Tarde demais. Na segunda-feira 21, às 7h45 da manhã, os quatro mergulhadores noruegueses da empresa Stolt Comex Seaway conseguiram abrir a primeira escotilha do submarino nuclear Kursk, afundado a 108 metros de profundidade no mar Barents, no Círculo Polar Ártico desde o sábado 12. Os homens-rãs deparam-se com o cenário mais temido. “Todos os compartimentos estão inundados e nenhum membro da tripulação sobreviveu”, declarou o vice-almirante russo Mikhail Motsak. O anúncio oficial da morte dos 118 marinheiros ecoou nos corações dos parentes. “Eles mataram nossos rapazes”, acusou Yekaterina Dyachkova, uma das mães dos marinheiros, que aguardava notícias de seu filho em Murmansk, base da Frota do Norte.
A raiva tomou conta de quem viu seus filhos perecerem no mar numa história dramática. “Quando nós os teremos de volta? Responda, senhor presidente!”, gritou outra mãe diante das câmeras da tevê estatal RTR ao presidente russo, Vladimir Putin. Alvo de todas as acusações, Putin tentou recuperar seu tão abalado prestígio ao encontrar-se no clube da base naval Vidiaievo com 600 familiares dos mortos. Sob a proteção de um forte esquema de segurança, o presidente reuniu-se com a viúva do comandante do submarino, Irina Belozorova. “Tenho um sentimento de plena responsabilidade e culpa por essa tragédia”, assumiu Putin.

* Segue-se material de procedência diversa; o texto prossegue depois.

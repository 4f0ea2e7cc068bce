//! Property-based tests for setup and movement.
//!
//! Run with: cargo test --release properties

#![allow(missing_docs)]
#![allow(clippy::unwrap_used)]

use proptest::prelude::*;

use cluedo::{
    DeterministicRng, Direction, Field, Game, GameConfig, Position, RandomSource, SuspectName,
};

fn direction() -> impl Strategy<Value = Direction> {
    prop_oneof![
        Just(Direction::North),
        Just(Direction::East),
        Just(Direction::South),
        Just(Direction::West),
    ]
}

fn suspect() -> impl Strategy<Value = SuspectName> {
    (0usize..6).prop_map(|i| SuspectName::ALL[i])
}

fn started(seed: u64, players: usize) -> Game {
    let config = GameConfig {
        rng_seed: seed,
        ..GameConfig::default()
    };
    let mut game = Game::canonical(&SuspectName::ALL[..players], config).unwrap();
    game.init().unwrap();
    game
}

/// Occupancy map, room occupant lists and player positions agree.
fn assert_consistent(game: &Game) {
    let board = game.board();
    for player in game.players() {
        let position = player.position;
        assert!(board.occupants_at(position).any(|n| n == player.name()));

        let field = board.field_at(position).unwrap();
        assert!(field == Field::Corridor || field.is_room_cell());

        for room in board.rooms() {
            assert_eq!(room.contains(position), room.has_occupant(player.name()));
        }
    }
    for (position, _) in board.occupancy() {
        if board.field_at(position) == Some(Field::Corridor) {
            assert_eq!(board.occupants_at(position).count(), 1);
        }
    }
    assert_eq!(board.occupancy().count(), game.players().len());
}

proptest! {
    #![proptest_config(ProptestConfig::with_cases(256))]

    /// Inclusive bounds: every draw lands in [min, max].
    #[test]
    fn prop_uniform_int_inclusive(seed in any::<u64>(), min in 0usize..1000, span in 0usize..50) {
        let mut rng = DeterministicRng::new(seed);
        let max = min + span;
        for _ in 0..20 {
            let value = rng.uniform_int(min, max);
            prop_assert!(value >= min && value <= max);
        }
    }

    /// Shuffling permutes without losing or duplicating items.
    #[test]
    fn prop_shuffle_is_permutation(seed in any::<u64>(), len in 0usize..40) {
        let mut rng = DeterministicRng::new(seed);
        let mut items: Vec<usize> = (0..len).collect();
        rng.shuffle(&mut items);
        items.sort_unstable();
        prop_assert_eq!(items, (0..len).collect::<Vec<_>>());
    }

    /// Every non-solution card is dealt exactly once and hands differ by at most one.
    #[test]
    fn prop_deal_partitions_deck(seed in any::<u64>(), players in 1usize..=6) {
        let game = started(seed, players);
        let solution = *game.solution().unwrap();

        for card in game.deck() {
            let holders = game.players().iter().filter(|p| p.holds(card.value)).count();
            prop_assert_eq!(holders, usize::from(!solution.contains(card.value)));
            prop_assert_eq!(card.is_solution, solution.contains(card.value));
        }

        let sizes: Vec<usize> = game.players().iter().map(|p| p.cards.len()).collect();
        let spread = sizes.iter().max().unwrap() - sizes.iter().min().unwrap();
        prop_assert!(spread <= 1);
    }

    /// Random walks keep the board consistent; rejected moves change nothing.
    #[test]
    fn prop_random_walk_atomic(
        seed in any::<u64>(),
        moves in prop::collection::vec((suspect(), direction()), 1..120)
    ) {
        let mut game = started(seed, 6);

        for (name, direction) in moves {
            let hash = game.compute_hash();
            let render = game.board().render();
            let position = game.player(name).unwrap().position;

            match game.move_player(name, direction) {
                Ok(outcome) => {
                    prop_assert_eq!(outcome.from, position);
                    prop_assert_eq!(game.player(name).unwrap().position, outcome.to);
                }
                Err(_) => {
                    prop_assert_eq!(game.compute_hash(), hash);
                    prop_assert_eq!(game.board().render(), render);
                    prop_assert_eq!(game.player(name).unwrap().position, position);
                }
            }
            assert_consistent(&game);
        }
    }

    /// A legal corridor step followed by the opposite step restores the board.
    #[test]
    fn prop_corridor_round_trip(seed in any::<u64>(), name in suspect(), direction in direction()) {
        let mut game = started(seed, 6);
        let start = game.player(name).unwrap().position;
        let before = game.board().render();

        let first = game.move_player(name, direction);
        prop_assume!(matches!(first, Ok(ref o) if o.kind == cluedo::MoveKind::Step));

        game.move_player(name, direction.opposite()).unwrap();
        prop_assert_eq!(game.player(name).unwrap().position, start);
        prop_assert_eq!(game.covered_field(name).unwrap(), Field::Corridor);
        prop_assert_eq!(game.board().render(), before);
    }

    /// Out-of-grid steps are always reported as such.
    #[test]
    fn prop_edges_are_out_of_bounds(row in 0usize..25, col in 0usize..24, direction in direction()) {
        let position = Position::new(row, col);
        let outside = position.step(direction, 25, 24).is_none();
        let expected = match direction {
            Direction::North => row == 0,
            Direction::South => row == 24,
            Direction::West => col == 0,
            Direction::East => col == 23,
        };
        prop_assert_eq!(outside, expected);
    }
}
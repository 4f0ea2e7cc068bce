//! Core deterministic primitives.
//!
//! Grid geometry, randomness and hashing. Nothing here knows about rooms or
//! cards.

pub mod position;
pub mod rng;
pub mod hash;

// Re-export core types
pub use position::{Direction, Position};
pub use rng::{DeterministicRng, RandomSource};
pub use hash::compute_state_hash;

A mídia também não perdoou o presidente. Dez anos depois do fim do comunismo, jornais e televisões que antes emitiam opiniões oficialescas não pouparam nem o novo governante do país. “Nove dias de vergonha nacional!”, manchetou o jornal Novye Izvestia. “Eles não afundam!”, ironizou o Izvestia mostrando Putin e sua entourage. A mais feroz crítica em relação ao presidente russo era a lentidão do Kremlin em aceitar ajuda dos estrangeiros. “Não deveríamos ter esperado tanto tempo para decidir se aceitávamos ou não a oferta da Noruega”, disse um pai.

As autoridades da Rússia só recorreram ao pedido de ajuda aos noruegueses e britânicos quatro dias depois do acidente. E o mais humilhante é que os homens-rãs ocidentais, com roupas especiais e descendo em “sinos” (equipamentos de resgate), acabaram realizando a operação de descida e abertura das escotilhas em menos de um dia. A justificativa da Marinha russa era a necessidade de se preservarem os segredos militares do submarino nuclear. O governador da província de Kursk, Alexander Rutskoi, disse que o motivo pelo qual os russos não queriam ninguém no fundo do mar Barents era o teste de um novo tipo de míssil. Rutskoi ainda afirmou que o número dos tripulantes até hoje não foi divulgado corretamente. “Os almirantes continuam mentindo”, disse o jornal russo Moskovski Novosti.
O Kursk realizava manobras com capacidade máxima de tripulação, um indícios de que ele estava em uma missão importante de treinamento. O Ministério da Defesa da Rússia insistiu na idéia de que a causa teria sido um choque com um outro submarino, possivelmente inglês. “Pensamos que seria um submarino britânico”, sugeriu o almirante russo Mikhail Motsak. Isso porque teriam sido encontradas peças com as cores branca e verde a 300 metros do local onde afundou o Kursk. Outra teoria teria sido a de o submarino russo teria se chocado com no fundo do oceano, depois de ter realizado uma manobra errada. As explosões captadas pelos sensores noruegueses seriam consequência de duas colisões seguidas. O almirante da Frota do Mar Negro fez duras críticas às táticas de treinamento dos marinheiros russos. “A área onde estava manobrando e afundou, com fortes ventos e correntes, era imprópria para se disparar torpedos”, disse. A hipótese mais coerente é a de que no lançamento do torpedo a proa do submarino tenha explodido, atingindo ainda outros compartimentos da belonave. Segundo o jornal militar russo Krasnaia Zvezda, o Kursk estaria usando um novo tipo de combustível que é líquido, mais barato e de muito mais alta combustão. Há ainda uma hipótese, mais sinistra, de que o submarino estaria com mísseis nucleares supersônicos.
Seja como for, por causa do peso do submarino (quase 18 mil toneladas), os trabalhos de resgate deverão levar meses e os corpos dos 118 marinheiros só poderão ser retirados em 2001, a um custo de US$ 100 milhões. Como se não bastasse, existe ainda o perigo de vazamento de material radioativo dos dois reatores nucleares, segundo a empresa norueguesa Stolt Comex Seaway. Sem tanto apoio interno, comum na era comunista e nos tempos de seu padrinho Bóris Yeltsin, Putin vai precisar de sorte para recuperar a credibilidade arranhada.